Childhood Epilepsy
Referring a Child with Suspected Childhood Epilepsy for Developmental Therapy
Refer for developmental therapy in parallel with epilepsy work-up — not after — whenever developmental, language, motor, behavioural or learning concerns accompany suspected childhood epilepsy. Early-onset, frequent or drug-resistant seizures and any regression warrant concurrent referral at diagnosis. A clinician confirms diagnosis and baseline.
A seizure disorder is rarely just about seizures — the developing brain underneath deserves equal attention, and timing the referral well changes trajectories.
In short
Refer for developmental therapy in parallel with — not after — epilepsy work-up, the moment any developmental, language, motor, behavioural or learning concern accompanies suspected childhood epilepsy. Seizure control remains the neurologist's priority and warrants prompt medical referral; but co-occurring developmental impact should not wait for the EEG to be reported. Early, concurrent referral is the evidence-aligned default, particularly in early-onset, frequent, or drug-resistant presentations.When to refer for developmental therapy
Trigger a developmental referral when any of the following are present alongside suspected or confirmed epilepsy:- Developmental regression or stagnation — loss or plateau of language, social or motor skills (a red flag for developmental and epileptic encephalopathies such as those with onset in infancy).

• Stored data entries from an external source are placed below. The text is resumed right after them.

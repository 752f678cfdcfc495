//! In-memory notes and the controllers serving them.
//!
//! Controllers know nothing about HTTP: they take plain arguments and return values or
//! [`ApiError`](plainroute_connect::ApiError)s.

use anyhow::Context as _;
use parking_lot::RwLock;
use plainroute_connect::ApiErrors;
use serde::{Deserialize, Serialize};
use std::collections::BTreeMap;
use std::sync::Arc;

const NOTES: ApiErrors = ApiErrors::new("notes");

#[derive(Debug, Clone, PartialEq, Eq, Serialize, Deserialize)]
pub struct Note {
    pub id: u64,
    pub title: String,
    pub text: String,
}

#[derive(Debug, Default)]
struct Inner {
    last_id: u64,
    notes: BTreeMap<u64, Note>,
}

#[derive(Debug, Clone, Default)]
pub struct NoteStore {
    inner: Arc<RwLock<Inner>>,
}

impl NoteStore {
    /// Notes in creation order, at most `limit` of them.
    pub async fn list(self, limit: Option<usize>) -> anyhow::Result<Vec<Note>> {
        let inner = self.inner.read();
        Ok(inner
            .notes
            .values()
            .take(limit.unwrap_or(usize::MAX))
            .cloned()
            .collect())
    }

    pub async fn get(self, id: String) -> anyhow::Result<Note> {
        let id = parse_id(&id)?;
        self.inner
            .read()
            .notes
            .get(&id)
            .cloned()
            .ok_or_else(|| not_found(id))
    }

    pub async fn create(self, title: Option<String>, text: Option<String>) -> anyhow::Result<Note> {
        let title = title.unwrap_or_default();
        if title.trim().is_empty() {
            return Err(NOTES.bad_request(Some("title is required"), None).into());
        }

        let mut inner = self.inner.write();
        inner.last_id += 1;
        let note = Note {
            id: inner.last_id,
            title,
            text: text.unwrap_or_default(),
        };
        inner.notes.insert(note.id, note.clone());
        tracing::info!(id = note.id, "note created");
        Ok(note)
    }

    pub async fn delete(self, id: String) -> anyhow::Result<()> {
        let id = parse_id(&id)?;
        self.inner
            .write()
            .notes
            .remove(&id)
            .map(|_| ())
            .ok_or_else(|| not_found(id))
    }
}

/// Always fails with an error the adapter does not classify.
pub async fn boom() -> anyhow::Result<()> {
    Err(anyhow::anyhow!("notes backend unavailable")).context("flushing notes")
}

fn parse_id(id: &str) -> anyhow::Result<u64> {
    id.parse().map_err(|_| {
        NOTES
            .bad_request(
                Some("note id must be a positive integer"),
                Some(&format!("got {id:?}")),
            )
            .into()
    })
}

fn not_found(id: u64) -> anyhow::Error {
    NOTES
        .not_found(Some(&format!("note {id} not found")), None)
        .into()
}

- Early-onset epilepsy (especially under 3 years), infantile spasms, or epileptic encephalopathy — high developmental-comorbidity risk; refer at diagnosis.
- Drug-resistant or frequent seizures, or polytherapy with cognitive/behavioural side-effect burden.
- Comorbid neurodevelopmental signs — autism features, ADHD-type attention/behaviour difficulties, speech-language delay, motor coordination concerns, or emerging learning difficulty at school age.
- Underlying structural, genetic or metabolic aetiology known to carry developmental risk.
The principle: epilepsy and development are managed as one pathway. Seizure stabilisation does not preclude — and should not delay — a structured developmental and functional assessment.
The Pinnacle way
At Pinnacle Blooms Network, a referred child receives a clinician-administered structured AbilityScore® baseline across language, motor, cognitive and behavioural domains, mapped to function — never a label from a form. A clinical AbilityScore® and any diagnosis are formed only at a Pinnacle Blooms Network centre under qualified clinician care, working alongside the child's treating neurologist. From there, individualised pathways draw on speech therapy, occupational therapy and behavioural support, calibrated to the childhood epilepsy profile and re-measured against the child's own baseline. Backed by 25 million+ therapy sessions and 12 validated studies, with 700+ therapists across 70+ centres.Trusted sources
WHO ICD-11 epilepsy classification; NICE epilepsies guidance on developmental and behavioural comorbidity; AAP guidance on neurodevelopmental surveillance in chronic neurological conditions; ASHA on language and learning in paediatric neurology.Next step — Refer in parallel with neurology: book a developmental assessment so the child's baseline is captured early and therapy aligns with seizure management.
This is general information, not a diagnosis — a clinical AbilityScore® and any diagnosis are formed only at a Pinnacle Blooms Network centre under qualified clinician care.
What to watch
Escalate the developmental referral urgently with regression, infantile spasms, or new loss of acquired skills. Watch cognitive/behavioural change after antiseizure medication changes, and worsening attention or language at school age.
Try this at home
Document a brief developmental and functional snapshot at the first seizure consult — milestones, school report, parent concerns — so the developmental referral carries usable baseline information rather than waiting on imaging.
Trusted sources
Developed by SETU Consortium · Pinnacle Blooms Network · Last reviewed 2026-06-10
This is general information, not a diagnosis. A clinical AbilityScore® and any diagnosis are formed only at a Pinnacle Blooms Network centre, under qualified clinician care.
Frequently asked
Should developmental referral wait until epilepsy is confirmed on EEG?
No. Seizure work-up and developmental assessment run in parallel. Where developmental, behavioural or learning concerns are present, refer at the point of suspicion so a baseline is captured early — neurological investigation continues alongside, not before.
Which epilepsy presentations carry the highest developmental priority?
Early-onset epilepsy (especially under 3 years), infantile spasms, epileptic encephalopathies, drug-resistant seizures, and any regression or plateau in skills carry the highest comorbidity risk and warrant referral at diagnosis.
Does developmental therapy replace epilepsy treatment?
No. Seizure management remains the neurologist's priority and warrants prompt medical referral. Developmental therapy addresses co-occurring language, motor, cognitive and behavioural impact in coordination with the treating neurologist.